On March 26, 1825, a request for proposals was placed in a local newspaper for "building a Light-House and Dwelling House, at the mouth of the Grand River" by the customs collector in Cleveland. The contract for the construction was signed with local builder Johnathan Goldsmith with a completion data of "on or before" October 10, 1826. The completed lighthouse was made of whitewashed brick and was 56 ft tall with a focal height of approximately 90 ft above the lake. The total cost for the lighthouse and keeper's house was $5,032.41. Within ten years of its construction, the settling of the lighthouse tower required repairs to the foundation. In letters from U.S. Representative Joshua Reed Giddings in 1841, Goldsmith was also noted as being unsuccessful at petitioning for the position of lighthouse keeper at the lighthouse he built due to the Congressman's stance on patronage jobs.
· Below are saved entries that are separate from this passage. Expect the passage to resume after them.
//! DTOs for link listing.

use chrono::{DateTime, Utc};
use serde::Serialize;

/// One link in an owner's listing, with its lifetime visit total.
#[derive(Debug, Serialize)]
pub struct LinkSummary {
    pub id: i64,
    pub short_code: String,
    pub long_url: String,
    pub full_short_url: String,
    pub created_at: DateTime<Utc>,
    pub total_visits: i64,
}

#[derive(Debug, Serialize)]
pub struct LinkListResponse {
    pub links: Vec<LinkSummary>,
}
By 1844, the piers in the harbor were extended to 480 yd allowing vessels with a draft of 12 ft to dock. Further enhancements to port infrastructure at Fairport were held up, after U.S. President James K. Polk exercised a presidential veto over the perceived unconstitutionality of the use of public funds on internal improvements such as harbors focused on domestic, maritime trade where the majority of which were on the Great Lakes. Public backlash over the decision lead to the Chicago River and Harbor Convention of 1847 made up of 2,300 delegates in support of federal funding—one delegate who attended was the first keeper of the Fairport Harbor Light, Samuel Butler.

=== Construction and service ===
In 1868, inspectors from the United States Lighthouse Board found the lighthouse and keeper's house to be in poor condition and recommended that they be replacement. Congress appropriated $30,000 for the construction of a replacement lighthouse on March 3, 1869. Temporary repairs were made to the tower and keeper's house to keep serviceable through the winter in 1869, while a temporary lighthouse tower was also built to operate during the removal of the original tower and was lit on December 10. Construction began on the new lighthouse on April 4, 1870, starting with a new foundation to prevent a recurrence of the problems that plagued its predecessor. Work progressed steadily with nearly two-thirds of the tower completed by September 5, 1870. Additional federal funding for the completion of the lighthouse and for the construction of the keeper's house was issued on March 3, 1871. The new lighthouse was lit for the first time on August 11, 1871; the keeper's house was not completed until October 20.

The need for a lighthouse located on a pier in the harbor, instead of one on the bluffs overlooking the lake, was recognized as early as 1838. It was not until 1917 that funding was allocated for a pierhead lighthouse. The onset of U.S. involvement in World War I paused the disbursement of funds for the new lighthouse until after the war. The cast-iron, main structure for what would become the Fairport Harbor West Breakwater Light was prefabricated in Buffalo before being transported by the steambarge Wotan, arriving in Fairport on June 21, 1921. After a lantern was added by crane, the breakwater lighthouse was lit on June 5, 1925. Subsequently, the now-obsolete Fairport Light was deactivated.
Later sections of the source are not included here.